I'm sure many, if not most, of you know, reaching the speed of light is nigh-on to being impossible if I understand physics correctly. As I understand Dr."E's" equation, as you accelerate something toward the speed of light, the mass of that something grows exponentially, toward infinity. This would necessitate a growth in the force necessary to act on that growing mass to continue the acceleration, and would require a growing energy function; likely at a rate greater than the increasing mass. Certainly there is little doubt that an infinitely powerful force would be needed to move an infintely large mass, let alone accelerate it to light speed -- so it is likely that one would need a force greater than an infinitely large one to achieve the necessary force to do this. Sorry folks. This is where I get off. I don't know how to multiply an infinite number -- what could the anser be? What is 6 times infinity? Infinity? Wait! I just multiplied that number by 6, what happened? And so the argument goes.
All of this is to say that I would think it would be a lot easier to generate enough "umph" (energy) to travel at close to the speed of light (let alone exceed it) than it would be generate the force, let alone the control, that would be necessary to "bend the known universe" (with all of its mass and space and distance) in such a way as to bring two distinct points in that universe (which as you also know are also moving away from each other at a pretty good clip themselves) into close proximity to one another so as to allow sub-light speeds to be sufficient to get from one to the other in anything that approaches a "reasonable" length of time (no pun intended).:ugh:

cwatters
13th Mar 2006, 00:15
You folks might find this interesting. The paper comes from a mainstream source part funded by the ESA..

http://www.arxiv.org/ftp/gr-qc/papers/0603/0603033.pdf

The interesting bit...

If confirmed, a gravitomagnetic field of measurable magnitude was produced for the first time in a laboratory environment.

Slasher
13th Mar 2006, 01:14
AirRabbit, its only if you try to accelerate to C locally, ie relative to the local space around you. Imagine you standing still on a travellater (your local space) which is moving at 10km/hr. Relatively your speed is zero. Walk along it at 7km/hr and your speed relative to an outside observer is 17km/hr.

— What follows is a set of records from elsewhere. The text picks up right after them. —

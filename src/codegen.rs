//! Code generation: 68000 assembly, emitted as the parser recognises each
//! production.
//!
//! The emitter uses a single-accumulator stack machine. `D0` is the primary
//! register and holds the value of whatever was parsed last; a binary operator
//! pushes the left operand with `-(SP)`, lets the right operand land in `D0`,
//! pops the left operand into `D7` and combines the two. Values are only ever
//! read at their own size, so the upper bits of a register holding a Byte or
//! Word are don't-care until a conversion extends them.
//!
//! Globals are addressed PC-relative, parameters and locals relative to the
//! frame pointer `A6`.

use std::fmt;

use tracing::trace;

use crate::output::Emitter;
use crate::ty::Ty;

/// Data registers used by the expression machinery.
#[derive(Debug, Clone, Copy, PartialEq, Eq)]
pub enum Reg {
  /// Primary register.
  D0,
  /// Secondary register, receives popped operands.
  D7,
}

impl fmt::Display for Reg {
  fn fmt(&self, f: &mut fmt::Formatter<'_>) -> fmt::Result {
    f.write_str(match self {
      Reg::D0 => "D0",
      Reg::D7 => "D7",
    })
  }
}

/// Relational operators, in source order of recognition.
#[derive(Debug, Clone, Copy, PartialEq, Eq)]
pub enum Relation {
  Eq,
  Ne,
  Lt,
  Le,
  Gt,
  Ge,
}

impl Relation {
  pub fn from_op(op: &str) -> Option<Self> {
    match op {
      "=" => Some(Self::Eq),
      "#" | "<>" => Some(Self::Ne),
      "<" => Some(Self::Lt),
      "<=" => Some(Self::Le),
      ">" => Some(Self::Gt),
      ">=" => Some(Self::Ge),
      _ => None,
    }
  }

  /// `Scc` mnemonic after `CMP D7,D0`. The compare computes `D0 - D7`, i.e.
  /// right minus left, so the ordering conditions are mirrored.
  fn set_mnemonic(self) -> &'static str {
    match self {
      Self::Eq => "SEQ",
      Self::Ne => "SNE",
      Self::Lt => "SGT",
      Self::Le => "SGE",
      Self::Gt => "SLT",
      Self::Ge => "SLE",
    }
  }
}

/// Branch label allocator. Labels are never reused within a run.
#[derive(Debug)]
pub struct Labels {
  prefix: String,
  next: usize,
}

impl Labels {
  pub fn new(prefix: impl Into<String>) -> Self {
    Self {
      prefix: prefix.into(),
      next: 0,
    }
  }

  pub fn next_label(&mut self) -> String {
    let label = format!("{}{}", self.prefix, self.next);
    self.next += 1;
    trace!(%label, "new label");
    label
  }

  /// Whether `name` has the shape of a label this allocator hands out.
  pub fn claims(&self, name: &str) -> bool {
    name
      .strip_prefix(self.prefix.as_str())
      .is_some_and(|n| !n.is_empty() && n.bytes().all(|b| b.is_ascii_digit()))
  }
}

/// Symbols defined or referenced by the program frame and runtime.
const RUNTIME_SYMBOLS: [&str; 6] = ["MAIN", "WARMST", "READ", "WRITE", "MUL32", "DIV32"];

pub struct CodeGen<E> {
  out: E,
  labels: Labels,
}

impl<E: Emitter> CodeGen<E> {
  pub fn new(out: E, label_prefix: &str) -> Self {
    Self {
      out,
      labels: Labels::new(label_prefix),
    }
  }

  pub fn into_output(self) -> E {
    self.out
  }

  pub fn new_label(&mut self) -> String {
    self.labels.next_label()
  }

  /// Whether a user symbol named `name` would clash with a generated label
  /// or a runtime symbol once emitted.
  pub fn is_reserved(&self, name: &str) -> bool {
    RUNTIME_SYMBOLS.contains(&name) || self.labels.claims(name)
  }

  /// Emit one instruction, tab-indented.
  fn emit_ln(&mut self, instr: &str) {
    self.out.emit("\t");
    self.out.emit_line(instr);
  }

  pub fn post_label(&mut self, label: &str) {
    self.out.emit_line(&format!("{label}:"));
  }

  /// Assembler comment line.
  pub fn comment(&mut self, text: &str) {
    self.out.emit_line(&format!("* {text}"));
  }

  pub fn header(&mut self) {
    self.out.emit_line("WARMST\tEQU $A01E");
  }

  pub fn prolog(&mut self) {
    self.post_label("MAIN");
  }

  pub fn epilog(&mut self) {
    self.emit_ln("DC WARMST");
    self.emit_ln("END MAIN");
  }

  /// Static storage for a global, with its initial value.
  pub fn allocate(&mut self, name: &str, ty: Ty, value: i64) {
    self.out.emit(&format!("{name}:\t"));
    self.out.emit_line(&format!("DC.{} {value}", ty.suffix()));
  }

  // Primary register

  pub fn negate(&mut self, ty: Ty) {
    self.emit_ln(&format!("NEG.{} D0", ty.suffix()));
  }

  pub fn not(&mut self, ty: Ty) {
    self.emit_ln(&format!("NOT.{} D0", ty.suffix()));
  }

  pub fn load_const(&mut self, value: i64, ty: Ty) {
    self.emit_ln(&format!("MOVE.{} #{value},D0", ty.suffix()));
  }

  pub fn load_var(&mut self, name: &str, ty: Ty) {
    self.emit_ln(&format!("MOVE.{} {name}(PC),D0", ty.suffix()));
  }

  pub fn store_var(&mut self, name: &str, ty: Ty) {
    self.emit_ln(&format!("LEA {name}(PC),A0"));
    self.emit_ln(&format!("MOVE.{} D0,(A0)", ty.suffix()));
  }

  pub fn load_param(&mut self, offset: i32) {
    self.emit_ln(&format!("MOVE.W {offset}(A6),D0"));
  }

  pub fn store_param(&mut self, offset: i32) {
    self.emit_ln(&format!("MOVE.W D0,{offset}(A6)"));
  }

  pub fn push(&mut self, ty: Ty) {
    self.emit_ln(&format!("MOVE.{} D0,-(SP)", ty.suffix()));
  }

  /// Pop the top of stack into the secondary register.
  pub fn pop(&mut self, ty: Ty) {
    self.emit_ln(&format!("MOVE.{} (SP)+,D7", ty.suffix()));
  }

  // Conversions

  /// Convert a register from one type to another. Widening sign-extends,
  /// narrowing simply uses the low part.
  pub fn convert(&mut self, from: Ty, to: Ty, reg: Reg) {
    if from >= to {
      return;
    }
    if from == Ty::Byte {
      self.emit_ln(&format!("EXT.W {reg}"));
    }
    if to == Ty::Long {
      self.emit_ln(&format!("EXT.L {reg}"));
    }
  }

  /// Widen `reg` from `ty` to `other` if `other` is wider.
  pub fn promote(&mut self, ty: Ty, other: Ty, reg: Reg) -> Ty {
    if ty < other {
      self.convert(ty, other, reg);
      other
    } else {
      ty
    }
  }

  /// Bring the popped left operand (`D7`) and the right operand (`D0`) to a
  /// common type.
  pub fn same_type(&mut self, left: Ty, right: Ty) -> Ty {
    let left = self.promote(left, right, Reg::D7);
    self.promote(right, left, Reg::D0)
  }

  // Binary operators: left operand on the stack, right operand in D0.

  pub fn pop_add(&mut self, left: Ty, right: Ty) -> Ty {
    self.pop_combine("ADD", left, right)
  }

  pub fn pop_sub(&mut self, left: Ty, right: Ty) -> Ty {
    let ty = self.pop_combine("SUB", left, right);
    self.negate(ty);
    ty
  }

  pub fn pop_and(&mut self, left: Ty, right: Ty) -> Ty {
    self.pop_combine("AND", left, right)
  }

  pub fn pop_or(&mut self, left: Ty, right: Ty) -> Ty {
    self.pop_combine("OR", left, right)
  }

  pub fn pop_xor(&mut self, left: Ty, right: Ty) -> Ty {
    self.pop_combine("EOR", left, right)
  }

  fn pop_combine(&mut self, mnemonic: &str, left: Ty, right: Ty) -> Ty {
    self.pop(left);
    let ty = self.same_type(left, right);
    self.emit_ln(&format!("{mnemonic}.{} D7,D0", ty.suffix()));
    ty
  }

  /// `MULS` only takes Word operands, so Byte and Word products go through
  /// it and Long products call the runtime helper.
  pub fn pop_mul(&mut self, left: Ty, right: Ty) -> Ty {
    self.pop(left);
    let ty = self.same_type(left, right);
    self.convert(ty, Ty::Word, Reg::D7);
    self.convert(ty, Ty::Word, Reg::D0);
    if ty == Ty::Long {
      self.emit_ln("JSR MUL32");
    } else {
      self.emit_ln("MULS D7,D0");
    }
    Ty::product(left, right)
  }

  /// The dividend is always widened to Long for `DIVS`. A Long on either
  /// side sends the division to the runtime helper.
  pub fn pop_div(&mut self, left: Ty, right: Ty) -> Ty {
    self.pop(left);
    self.convert(left, Ty::Long, Reg::D7);
    let ty = Ty::quotient(left, right);
    if ty == Ty::Long {
      self.convert(right, Ty::Long, Reg::D0);
      self.emit_ln("JSR DIV32");
    } else {
      self.convert(right, Ty::Word, Reg::D0);
      self.emit_ln("DIVS D0,D7");
      self.emit_ln("MOVE.W D7,D0");
    }
    ty
  }

  /// Compare and leave -1 (true) or 0 (false) in `D0` as a Word.
  pub fn pop_compare(&mut self, left: Ty, right: Ty, rel: Relation) -> Ty {
    self.pop(left);
    let ty = self.same_type(left, right);
    self.emit_ln(&format!("CMP.{} D7,D0", ty.suffix()));
    self.emit_ln(&format!("{} D0", rel.set_mnemonic()));
    self.emit_ln("EXT.W D0");
    Ty::Word
  }

  // Branches

  pub fn branch(&mut self, label: &str) {
    self.emit_ln(&format!("BRA {label}"));
  }

  /// Branch when the primary register is zero (false).
  pub fn branch_false(&mut self, label: &str, ty: Ty) {
    self.emit_ln(&format!("TST.{} D0", ty.suffix()));
    self.emit_ln(&format!("BEQ {label}"));
  }

  // Counted loops

  pub fn decrement(&mut self, ty: Ty) {
    self.emit_ln(&format!("SUBQ.{} #1,D0", ty.suffix()));
  }

  pub fn increment(&mut self, ty: Ty) {
    self.emit_ln(&format!("ADDQ.{} #1,D0", ty.suffix()));
  }

  /// Branch out of a FOR loop once the counter passes the limit on the stack.
  pub fn branch_above_limit(&mut self, label: &str, ty: Ty) {
    self.emit_ln(&format!("CMP.{} (SP),D0", ty.suffix()));
    self.emit_ln(&format!("BGT {label}"));
  }

  pub fn pop_counter(&mut self) {
    self.emit_ln("MOVE.W (SP)+,D0");
  }

  pub fn decrement_and_branch(&mut self, label: &str) {
    self.emit_ln(&format!("DBRA D0,{label}"));
  }

  /// Give back `bytes` of stack space.
  pub fn release_stack(&mut self, bytes: i32) {
    if bytes > 0 {
      self.emit_ln(&format!("ADDQ #{bytes},SP"));
    }
  }

  /// Take `bytes` of stack space without storing into it.
  pub fn reserve_stack(&mut self, bytes: i32) {
    if bytes > 0 {
      self.emit_ln(&format!("SUBQ #{bytes},SP"));
    }
  }

  // Procedures

  pub fn call(&mut self, name: &str) {
    self.emit_ln(&format!("BSR {name}"));
  }

  /// Remove `bytes` of pushed arguments after a call.
  pub fn clean_stack(&mut self, bytes: i32) {
    if bytes > 0 {
      self.emit_ln(&format!("ADD #{bytes},SP"));
    }
  }

  pub fn proc_prolog(&mut self, name: &str, locals: usize) {
    self.post_label(name);
    self.emit_ln(&format!("LINK A6,#{}", -2 * locals as i32));
  }

  pub fn proc_epilog(&mut self) {
    self.emit_ln("UNLK A6");
    self.emit_ln("RTS");
  }

  // Runtime I/O: READ leaves a Long in D0, WRITE prints D0 as a Long.

  pub fn read_it(&mut self) {
    self.call("READ");
  }

  pub fn write_it(&mut self) {
    self.call("WRITE");
  }
}
use std::io::Write;

use assert_cmd::cargo::cargo_bin_cmd;
use predicates::prelude::*;
use tempfile::NamedTempFile;

const PROGRAM: &str = "VAR a, b\nPROGRAM demo BEGIN\n  a = 1 + 2\n  IF a b = a ENDIF\nEND.\n";

fn source_file(text: &str) -> NamedTempFile {
  let mut file = NamedTempFile::new().expect("temp file");
  file.write_all(text.as_bytes()).expect("write source");
  file
}

#[test]
fn compiles_a_file() {
  let file = source_file(PROGRAM);
  let mut cmd = cargo_bin_cmd!("kissc");
  cmd.arg(file.path());
  cmd
    .assert()
    .success()
    .stdout(
      predicate::str::starts_with("WARMST\tEQU $A01E\n")
        .and(predicate::str::contains("A:\tDC.W 0\n"))
        .and(predicate::str::contains("MAIN:\n"))
        .and(predicate::str::ends_with("\tEND MAIN\n")),
    );
}

#[test]
fn reads_standard_input() {
  let mut cmd = cargo_bin_cmd!("kissc");
  cmd.write_stdin(PROGRAM);
  cmd
    .assert()
    .success()
    .stdout(predicate::str::contains("\tBEQ L0\n"));
}

#[test]
fn flags_override_defaults() {
  let mut cmd = cargo_bin_cmd!("kissc");
  cmd.args(["--label-prefix", "LBL", "--dump-symbols"]);
  cmd.write_stdin(PROGRAM);
  cmd.assert().success().stdout(
    predicate::str::contains("\tBEQ LBL0\n")
      .and(predicate::str::ends_with("* A variable word\n* B variable word\n")),
  );
}

#[test]
fn config_file_is_layered() {
  let mut config = tempfile::Builder::new()
    .suffix(".toml")
    .tempfile()
    .expect("temp config");
  writeln!(config, "[codegen]\nruntime_header = false").expect("write config");

  let mut cmd = cargo_bin_cmd!("kissc");
  cmd.arg("--config").arg(config.path());
  cmd.write_stdin(PROGRAM);
  cmd.assert().success().stdout(
    predicate::str::contains("WARMST")
      .not()
      .and(predicate::str::contains("MAIN:\n")),
  );
}

#[test]
fn interprets_with_input() {
  let mut cmd = cargo_bin_cmd!("kissc");
  cmd.args(["--interpret", "--input", "6,-7"]);
  cmd.write_stdin("READ(a, b)\nWRITE(a * b, a - b).");
  cmd.assert().success().stdout("-42\n13\n");
}

#[test]
fn errors_go_to_stderr_with_a_caret() {
  let mut cmd = cargo_bin_cmd!("kissc");
  cmd.write_stdin("PROGRAM p BEGIN\n  x = 1\nEND.");
  cmd.assert().failure().code(1).stdout("").stderr(
    predicate::str::contains("error: 2:3: undefined identifier X").and(predicate::str::contains("  x\n  ^")),
  );
}

#[test]
fn missing_file_fails() {
  let mut cmd = cargo_bin_cmd!("kissc");
  cmd.arg("/nonexistent/prog.kiss");
  cmd.assert().failure().code(1).stderr(predicate::str::starts_with("kissc: "));
}
//! Shared error utilities used across the compilation pipeline.
//!
//! Every failure is fatal: the first error aborts the run and propagates with
//! `?` up to the driver. Diagnostics point at the offending column of the
//! current source line with a caret.

use std::fmt;

use snafu::Snafu;

pub type CompileResult<T> = Result<T, CompileError>;

/// Where in the source an error was detected.
#[derive(Debug, Clone, Default, PartialEq, Eq)]
pub struct Position {
  /// 1-based line number.
  pub line: usize,
  /// 1-based column of the first character of the offending token.
  pub column: usize,
  /// The text of the line as far as the scanner had read it.
  pub line_text: String,
}

impl Position {
  /// Two-line excerpt: the line text and a caret under the column.
  pub fn caret(&self) -> String {
    let offset = self.column.saturating_sub(1);
    format!("{}\n{}^", self.line_text, " ".repeat(offset))
  }
}

impl fmt::Display for Position {
  fn fmt(&self, f: &mut fmt::Formatter<'_>) -> fmt::Result {
    write!(f, "{}:{}", self.line, self.column)
  }
}

#[derive(Debug, Clone, PartialEq, Eq, Snafu)]
#[snafu(visibility(pub(crate)))]
pub enum CompileError {
  #[snafu(display("{pos}: unrecognized character '{}'", ch.escape_default()))]
  Scan { ch: char, pos: Position },

  #[snafu(display("{pos}: {expected} expected, found {found}"))]
  Expected {
    expected: String,
    found: String,
    pos: Position,
  },

  #[snafu(display("{pos}: undefined identifier {name}"))]
  UndefinedIdentifier { name: String, pos: Position },

  #[snafu(display("{pos}: duplicate identifier {name}"))]
  DuplicateIdentifier { name: String, pos: Position },

  #[snafu(display("{pos}: {message}"))]
  InvalidUse { message: String, pos: Position },
}

impl CompileError {
  pub fn position(&self) -> &Position {
    match self {
      Self::Scan { pos, .. }
      | Self::Expected { pos, .. }
      | Self::UndefinedIdentifier { pos, .. }
      | Self::DuplicateIdentifier { pos, .. }
      | Self::InvalidUse { pos, .. } => pos,
    }
  }

  /// Message followed by the caret excerpt, ready for stderr.
  pub fn render(&self) -> String {
    format!("error: {self}\n{}", self.position().caret())
  }
}
//! Output sink contract.
//!
//! Generated code is written strictly append-only, one instruction or label
//! per line. `emit` writes without a line terminator so a line can be built
//! from pieces; `emit_line` finishes it.

pub trait Emitter {
  fn emit(&mut self, text: &str);
  fn emit_line(&mut self, text: &str);
}

impl Emitter for String {
  fn emit(&mut self, text: &str) {
    self.push_str(text);
  }

  fn emit_line(&mut self, text: &str) {
    self.push_str(text);
    self.push('\n');
  }
}

impl<E: Emitter + ?Sized> Emitter for &mut E {
  fn emit(&mut self, text: &str) {
    (**self).emit(text);
  }

  fn emit_line(&mut self, text: &str) {
    (**self).emit_line(text);
  }
}
//! Run options.
//!
//! `defaults/kissc.default.toml` is embedded into the crate so the documented
//! defaults and the runtime behavior stay in sync. The binary layers a user
//! file and command-line flags on top through [`Loader`].

use std::path::Path;

use config::builder::DefaultState;
use config::{Config, ConfigBuilder, ConfigError, File, FileFormat, ValueKind};
use serde::Deserialize;

const DEFAULT_TOML: &str = include_str!("../defaults/kissc.default.toml");

#[derive(Debug, Clone, PartialEq, Eq, Deserialize)]
pub struct Options {
  pub codegen: CodegenOptions,
  pub listing: ListingOptions,
}

#[derive(Debug, Clone, PartialEq, Eq, Deserialize)]
pub struct CodegenOptions {
  /// Prefix for generated branch labels.
  pub label_prefix: String,
  /// Emit the `WARMST` header and the `DC WARMST` / `END MAIN` trailer.
  pub runtime_header: bool,
}

#[derive(Debug, Clone, PartialEq, Eq, Deserialize)]
pub struct ListingOptions {
  /// Append the global symbol table as comments after the program.
  pub dump_symbols: bool,
}

/// Same values as the embedded defaults, for library callers that never touch
/// a config file.
impl Default for Options {
  fn default() -> Self {
    Self {
      codegen: CodegenOptions {
        label_prefix: "L".to_string(),
        runtime_header: true,
      },
      listing: ListingOptions {
        dump_symbols: false,
      },
    }
  }
}

/// Layers user overrides over the built-in defaults.
#[derive(Debug, Clone)]
pub struct Loader {
  builder: ConfigBuilder<DefaultState>,
}

impl Loader {
  pub fn new() -> Self {
    let builder = Config::builder().add_source(File::from_str(DEFAULT_TOML, FileFormat::Toml));
    Self { builder }
  }

  /// Layer a configuration file that must exist.
  pub fn with_file(mut self, path: impl AsRef<Path>) -> Self {
    let source = File::from(path.as_ref())
      .format(FileFormat::Toml)
      .required(true);
    self.builder = self.builder.add_source(source);
    self
  }

  pub fn set_override<I>(mut self, key: &str, value: I) -> Result<Self, ConfigError>
  where
    I: Into<ValueKind>,
  {
    self.builder = self.builder.set_override(key, value)?;
    Ok(self)
  }

  pub fn build(self) -> Result<Options, ConfigError> {
    self.builder.build()?.try_deserialize()
  }
}

impl Default for Loader {
  fn default() -> Self {
    Self::new()
  }
}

If you travel at say .9C relative to the local space your in (which is what Bert E meant) whilst simultaneusly compressing the space ahead and expanding it behind, it "appears" (in terms of spacetime) to be faster than C from an outside observer.

Indeed Nature has proved that quasars at the remote outer edge of the observable Universe actualy move faster than light relative to us. Relative to its own space, a quasar moves sublight, just as Earth relative to its own is moving sublight. But relative to each other it is C+ because the space between the bodys is continually expanding and the rate of space expansion increases the nearer to the edge of the Universe. For the tech-minded some outer quasars have been measured as infinitely red-shifted.

Diesel8
14th Mar 2006, 14:48
Well, something is up:)

WRT. the speed of light, researchers have found, that subatomics particles, in certain pairs, even when seperated by considerable distances, can each instantly know, what the other is doing. In 1997 physicist sent photons seven miles in opposite directions and demonstrated that interferring with one provoked an instantenous repsonse in the other.

Secondly, in the world of atoms, scientist are starting to get away from the theory of electrons spinning around the atom, but instead it appears and disappears only to show up at another location without actually passing through the space in between. IOW being everywhere and nowhere at once.

It appears that on the subatomic level, the laws of physics, well at least as we understand them, does not apply.

Willy Miller
15th Mar 2006, 08:40
Hang on, if I arrive before I left will I OWE the company flight pay?